### [Problem description]
Take the data below and copy exactly the lines starting at the one with "pub mod error;" and finishing at the one with "pub const MAX_ROWS: u32 = 1_048_576;", both included.

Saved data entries
________
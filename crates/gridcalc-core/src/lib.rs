//! # gridcalc-core
//!
//! Core data structures shared by the gridcalc formula engine.
//!
//! This crate provides:
//! - [`CellValue`] - Values a cell holds or a formula produces (numbers are decimals)
//! - [`CellError`] - Error markers shown in place of a value (`#DIV/0!`, `#CIRC!`, ...)
//! - [`CellAddress`] and [`CellRange`] - A1-style addressing
//!
//! ## Example
//!
//! ```rust
//! use gridcalc_core::{CellAddress, CellRange, CellValue};
//!
//! let addr: CellAddress = "B2".parse().unwrap();
//! assert_eq!((addr.row, addr.col), (2, 2));
//!
//! let range = CellRange::parse("C3:A1").unwrap();
//! assert_eq!(range.to_string(), "A1:C3");
//! assert_eq!(range.cell_count(), 9);
//!
//! assert_eq!(CellValue::from(42).to_string(), "42");
//! ```

pub mod cell;
pub mod error;

pub use cell::{CellAddress, CellError, CellRange, CellRangeIterator, CellValue, SharedString};
pub use error::{Error, Result};

/// Default maximum number of rows in a worksheet
pub const MAX_ROWS: u32 = 1_048_576;

/// Default maximum number of columns in a worksheet
pub const MAX_COLS: u32 = 16_384;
________
### [Problem solution]
pub mod error;

pub use cell::{CellAddress, CellError, CellRange, CellRangeIterator, CellValue, SharedString};
pub use error::{Error, Result};

/// Default maximum number of rows in a worksheet
pub const MAX_ROWS: u32 = 1_048_576;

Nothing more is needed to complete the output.